New York and New Jersey are not considered political battleground states, but they look as though they’ve been through a war. Ten days ago, most voters in that part of the country were concerned about unemployment, rising prices, health care, and the deficit. Today, many of them are wondering where they’re going to live, and focused on how cold they feel and how hungry their children are.

Meanwhile, the candidates have continued to spend millions of dollars to replay savage, partially-true television commercials, and to travel the last miles of the campaign trail, repeating those same messages in person to cheering crowds of supporters.

Had this all been part of a movie, the character in the role of the president would have abandoned his re-election efforts — ignoring the exasperated pleas of his chief of staff and other advisers – and headed to a devastated neighborhood to distribute blankets and bail out the basement of some shocked citizen who’d been planning to vote against him.
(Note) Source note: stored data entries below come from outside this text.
use chrono::Utc;
use serde_json::{json, Value};
use tracing::{info, warn};

use crate::domain::activity::{ActivityLog, ActivityType, EntityRef, NewActivity};
use crate::domain::inquiry::{Inquiry, InquiryId, InquiryInput, InquiryStatus};
use crate::domain::user::UserId;
use crate::errors::{ApplicationError, StorageError, ValidationError};
use crate::flows::{assert_transition, valid_transitions};
use crate::store::{ActivitySink, InquiryRepository, Store, UnitOfWork};

const MORE_INFO_PREFIX: &str = "Requested more info: ";

/// Optional context attached to a status change.
#[derive(Clone, Debug, Default, PartialEq)]
pub struct StatusChange {
    pub message: Option<String>,
    pub payload: Option<Value>,
    pub actor_id: Option<UserId>,
}

impl StatusChange {
    pub fn by(actor_id: Option<UserId>) -> Self {
        Self { actor_id, ..Self::default() }
    }
}

/// Inquiry intake, editing and pipeline movement. Every operation is one unit of work;
/// `Ok(None)` means the inquiry does not exist.
#[derive(Clone, Debug)]
pub struct InquiryService<S> {
    store: S,
}

impl<S: Store> InquiryService<S> {
    pub fn new(store: S) -> Self {
        Self { store }
    }

    pub async fn create_inquiry(
        &self,
        input: InquiryInput,
        actor_id: Option<UserId>,
    ) -> Result<Inquiry, ApplicationError> {
        let details = input.normalize()?;
        let inquiry = Inquiry::new(details, Utc::now());

        let mut tx = self.store.begin().await?;
        tx.insert_inquiry(&inquiry).await?;
        tx.append_activity(
            NewActivity::new(EntityRef::Inquiry(inquiry.id.clone()), ActivityType::InquiryCreated)
                .with_message("Inquiry created from management app.")
                .with_payload(json!({ "contact_email": inquiry.details.contact_email }))
                .by(actor_id),
        )
        .await?;
        tx.commit().await?;

        info!(
            event_name = "inquiry.created",
            inquiry_id = %inquiry.id,
            event_type = %inquiry.details.event_type,
            "inquiry created"
        );
        Ok(inquiry)
    }

    /// Rewrites contact and event details. Status and assignee are untouched.
    pub async fn update_inquiry(
        &self,
        id: &InquiryId,
        input: InquiryInput,
        actor_id: Option<UserId>,
    ) -> Result<Option<Inquiry>, ApplicationError> {
        let details = input.normalize()?;

        let mut tx = self.store.begin().await?;
        if !tx.update_inquiry_details(id, &details, Utc::now()).await? {
            return Ok(None);
        }
        tx.append_activity(
            NewActivity::new(EntityRef::Inquiry(id.clone()), ActivityType::InquiryUpdated)
                .with_message("Inquiry details updated from management app.")
                .by(actor_id),
        )
        .await?;
        let updated = reload(&mut tx, id).await?;
        tx.commit().await?;

        info!(event_name = "inquiry.updated", inquiry_id = %id, "inquiry details updated");
        Ok(Some(updated))
    }

    pub async fn get_inquiry(&self, id: &InquiryId) -> Result<Option<Inquiry>, ApplicationError> {
        let mut tx = self.store.begin().await?;
        Ok(tx.find_inquiry(id).await?)
    }

    pub async fn list_inquiries(&self) -> Result<Vec<Inquiry>, ApplicationError> {
        let mut tx = self.store.begin().await?;
        Ok(tx.list_inquiries().await?)
    }

    /// Validates and applies a status change, then records it in the activity log. Nothing
    /// is written when the transition is rejected or any step fails.
    pub async fn change_status(
        &self,
        id: &InquiryId,
        to: InquiryStatus,
        change: StatusChange,
    ) -> Result<Option<Inquiry>, ApplicationError> {
        let mut tx = self.store.begin().await?;
        let now = Utc::now();
        // Lock before reading so concurrent changes see either the pre- or post-state.
        if !tx.lock_inquiry(id).await? {
            return Ok(None);
        }
        let current = reload(&mut tx, id).await?;

        if let Err(error) = assert_transition(current.status, to) {
            warn!(
                event_name = "inquiry.transition_rejected",
                inquiry_id = %id,
                from = %current.status,
                to = %to,
                error = %error,
                "inquiry status change rejected"
            );
            return Err(error.into());
        }

        if !tx.update_inquiry_status(id, to, now).await? {
            return Err(missing(id).into());
        }

        let message =
            change.message.unwrap_or_else(|| format!("Status changed to {}", to.humanized()));
        let payload = change
            .payload
            .unwrap_or_else(|| json!({ "from": current.status.as_str(), "to": to.as_str() }));
        tx.append_activity(
            NewActivity::new(EntityRef::Inquiry(id.clone()), ActivityType::StatusChanged)
                .with_message(message)
                .with_payload(payload)
                .by(change.actor_id),
        )
        .await?;

        let updated = reload(&mut tx, id).await?;
        tx.commit().await?;

        info!(
            event_name = "inquiry.status_changed",
            inquiry_id = %id,
            from = %current.status,
            to = %to,
            "inquiry status changed"
        );
        Ok(Some(updated))
    }

    /// Sets or clears the assignee. No status rule applies.
    pub async fn assign(
        &self,
        id: &InquiryId,
        assignee: Option<UserId>,
        actor_id: Option<UserId>,
    ) -> Result<Option<Inquiry>, ApplicationError> {
        let mut tx = self.store.begin().await?;
        if !tx.update_inquiry_assignee(id, assignee.as_ref(), Utc::now()).await? {
            return Ok(None);
        }

        let message = match &assignee {
            Some(user) => format!("Inquiry assigned to {user}."),
            None => "Inquiry unassigned.".to_owned(),
        };
        tx.append_activity(
            NewActivity::new(EntityRef::Inquiry(id.clone()), ActivityType::Assigned)
                .with_message(message)
                .with_payload(json!({
                    "assigned_to": assignee.as_ref().map(|user| user.0.as_str()),
                }))
                .by(actor_id),
        )
        .await?;

        let updated = reload(&mut tx, id).await?;
        tx.commit().await?;

        info!(
            event_name = "inquiry.assigned",
            inquiry_id = %id,
            assigned_to = assignee.as_ref().map(|user| user.0.as_str()).unwrap_or("none"),
            "inquiry assignee changed"
        );
        Ok(Some(updated))
    }

    /// Moves the inquiry to WAITING_ON_CLIENT and records what was asked of the client.
    pub async fn request_more_info(
        &self,
        id: &InquiryId,
        message: &str,
        actor_id: Option<UserId>,
    ) -> Result<Option<Inquiry>, ApplicationError> {
        let message = message.trim();
        if message.is_empty() {
            return Err(ValidationError::BlankMessage.into());
        }

        self.change_status(
            id,
            InquiryStatus::WaitingOnClient,
            StatusChange {
                message: Some(format!("{MORE_INFO_PREFIX}{message}")),
                payload: None,
                actor_id,
            },
        )
        .await
    }

    pub async fn valid_transitions_for(
        &self,
        id: &InquiryId,
    ) -> Result<Option<Vec<InquiryStatus>>, ApplicationError> {
        let mut tx = self.store.begin().await?;
        Ok(tx.find_inquiry(id).await?.map(|inquiry| valid_transitions(inquiry.status).to_vec()))
    }

    /// Newest first.
    pub async fn activity_for_inquiry(
        &self,
        id: &InquiryId,
    ) -> Result<Option<Vec<ActivityLog>>, ApplicationError> {
        let mut tx = self.store.begin().await?;
        if tx.find_inquiry(id).await?.is_none() {
            return Ok(None);
        }
        Ok(Some(tx.list_activity(&EntityRef::Inquiry(id.clone())).await?))
    }
}

async fn reload<T: InquiryRepository>(tx: &mut T, id: &InquiryId) -> Result<Inquiry, StorageError> {
    tx.find_inquiry(id).await?.ok_or_else(|| missing(id))
}

fn missing(id: &InquiryId) -> StorageError {
    StorageError::new(format!("inquiry {id} disappeared inside its unit of work"))
}
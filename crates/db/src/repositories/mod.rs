//! SQLite implementation of the persistence port. One [`SqlUnitOfWork`] wraps one sqlx
//! transaction; dropping it without `commit` rolls the transaction back.

use async_trait::async_trait;
use chrono::{DateTime, NaiveDate, SecondsFormat, Utc};
use sqlx::{Sqlite, Transaction};
use thiserror::Error;

use atelier_core::domain::activity::{ActivityLog, ActivityLogId, EntityRef, NewActivity};
use atelier_core::domain::inquiry::{Inquiry, InquiryDetails, InquiryId, InquiryStatus};
use atelier_core::domain::proposal::{Proposal, ProposalId};
use atelier_core::domain::user::UserId;
use atelier_core::errors::StorageError;
use atelier_core::store::{ActivitySink, InquiryRepository, ProposalRepository, Store, UnitOfWork};

use crate::DbPool;

pub mod activity;
pub mod inquiry;
pub mod proposal;

#[derive(Debug, Error)]
pub enum RepositoryError {
    #[error("database error: {0}")]
    Database(#[from] sqlx::Error),
    #[error("decode error: {0}")]
    Decode(String),
}

impl From<RepositoryError> for StorageError {
    fn from(value: RepositoryError) -> Self {
        StorageError::new(value.to_string())
    }
}

#[derive(Clone, Debug)]
pub struct SqlStore {
    pool: DbPool,
}

impl SqlStore {
    pub fn new(pool: DbPool) -> Self {
        Self { pool }
    }

    pub fn pool(&self) -> &DbPool {
        &self.pool
    }
}

#[async_trait]
impl Store for SqlStore {
    type Tx = SqlUnitOfWork;

    async fn begin(&self) -> Result<Self::Tx, StorageError> {
        let tx = self.pool.begin().await.map_err(RepositoryError::from)?;
        Ok(SqlUnitOfWork { tx })
    }
}

pub struct SqlUnitOfWork {
    tx: Transaction<'static, Sqlite>,
}

#[async_trait]
impl InquiryRepository for SqlUnitOfWork {
    async fn find_inquiry(&mut self, id: &InquiryId) -> Result<Option<Inquiry>, StorageError> {
        Ok(inquiry::find(&mut self.tx, id).await?)
    }

    async fn list_inquiries(&mut self) -> Result<Vec<Inquiry>, StorageError> {
        Ok(inquiry::list(&mut self.tx).await?)
    }

    async fn insert_inquiry(&mut self, value: &Inquiry) -> Result<(), StorageError> {
        Ok(inquiry::insert(&mut self.tx, value).await?)
    }

    async fn update_inquiry_details(
        &mut self,
        id: &InquiryId,
        details: &InquiryDetails,
        updated_at: DateTime<Utc>,
    ) -> Result<bool, StorageError> {
        Ok(inquiry::update_details(&mut self.tx, id, details, updated_at).await?)
    }

    async fn update_inquiry_status(
        &mut self,
        id: &InquiryId,
        status: InquiryStatus,
        updated_at: DateTime<Utc>,
    ) -> Result<bool, StorageError> {
        Ok(inquiry::update_status(&mut self.tx, id, status, updated_at).await?)
    }

    async fn update_inquiry_assignee(
        &mut self,
        id: &InquiryId,
        assignee: Option<&UserId>,
        updated_at: DateTime<Utc>,
    ) -> Result<bool, StorageError> {
        Ok(inquiry::update_assignee(&mut self.tx, id, assignee, updated_at).await?)
    }

    async fn lock_inquiry(&mut self, id: &InquiryId) -> Result<bool, StorageError> {
        Ok(inquiry::lock(&mut self.tx, id).await?)
    }
}

#[async_trait]
impl ProposalRepository for SqlUnitOfWork {
    async fn max_proposal_version(
        &mut self,
        inquiry_id: &InquiryId,
    ) -> Result<Option<u32>, StorageError> {
        Ok(proposal::max_version(&mut self.tx, inquiry_id).await?)
    }

    async fn insert_proposal(&mut self, value: &Proposal) -> Result<(), StorageError> {
        Ok(proposal::insert(&mut self.tx, value).await?)
    }

    async fn find_proposal(&mut self, id: &ProposalId) -> Result<Option<Proposal>, StorageError> {
        Ok(proposal::find(&mut self.tx, id).await?)
    }

    async fn list_proposals(
        &mut self,
        inquiry_id: &InquiryId,
    ) -> Result<Vec<Proposal>, StorageError> {
        Ok(proposal::list_for_inquiry(&mut self.tx, inquiry_id).await?)
    }

    async fn update_proposal_state(&mut self, value: &Proposal) -> Result<bool, StorageError> {
        Ok(proposal::update_state(&mut self.tx, value).await?)
    }
}

#[async_trait]
impl ActivitySink for SqlUnitOfWork {
    async fn append_activity(&mut self, entry: NewActivity) -> Result<ActivityLogId, StorageError> {
        Ok(activity::append(&mut self.tx, entry).await?)
    }

    async fn list_activity(
        &mut self,
        entity: &EntityRef,
    ) -> Result<Vec<ActivityLog>, StorageError> {
        Ok(activity::list_for_entity(&mut self.tx, entity).await?)
    }
}

#[async_trait]
impl UnitOfWork for SqlUnitOfWork {
    async fn commit(self) -> Result<(), StorageError> {
        self.tx.commit().await.map_err(RepositoryError::from)?;
        Ok(())
    }
}

/// Fixed-width RFC3339 so stored timestamps sort lexically.
pub(crate) fn timestamp(value: DateTime<Utc>) -> String {
    value.to_rfc3339_opts(SecondsFormat::Micros, true)
}

pub(crate) fn parse_rfc3339(field: &str, value: &str) -> Result<DateTime<Utc>, RepositoryError> {
    DateTime::parse_from_rfc3339(value).map(|ts| ts.with_timezone(&Utc)).map_err(|err| {
        RepositoryError::Decode(format!("invalid {} timestamp '{}': {}", field, value, err))
    })
}

pub(crate) fn parse_date(field: &str, value: &str) -> Result<NaiveDate, RepositoryError> {
    NaiveDate::parse_from_str(value, "%Y-%m-%d").map_err(|err| {
        RepositoryError::Decode(format!("invalid {} date '{}': {}", field, value, err))
    })
}

pub(crate) fn non_negative_u32(field: &str, value: i64) -> Result<u32, RepositoryError> {
    u32::try_from(value)
        .map_err(|_| RepositoryError::Decode(format!("{field} out of range: {value}")))
}
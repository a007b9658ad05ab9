pub mod classify;
pub mod table;

pub use classify::{classify, TransitionKind};
pub use table::{assert_transition, can_transition_to, valid_transitions};
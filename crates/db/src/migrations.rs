use sqlx::migrate::{MigrateError, Migrator};

use crate::DbPool;

pub static MIGRATOR: Migrator = sqlx::migrate!("../../migrations");

pub async fn run_pending(pool: &DbPool) -> Result<(), MigrateError> {
    MIGRATOR.run(pool).await
}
Eventually the incumbent’s opponent, realizing how inappropriate and insensitive it is to keep campaigning amid so much suffering, joins the president, and together they deliver hot food and medical supplies to the grateful masses. Along the way they generate a new-found hope for the nation and, no doubt, one or both of them utters something about what it means to “truly reach across the aisle to help our fellow man.”

Had I seen such a film, I would have been rolling my eyes and adding to the cynical consensus: Oh, Hollywood, there you go again. None of this would ever happen. What world are you living in?

Politicians, with the top prize within their grasp, turning their backs on ambition? Sacrificing their own future to directly benefit other human beings in a time of need? Extending a hand in order to comfort, rather than to injure? It would make for pretty lame cinema. But in real life, that’s what I’d call moving forward. And a reason to believe in America.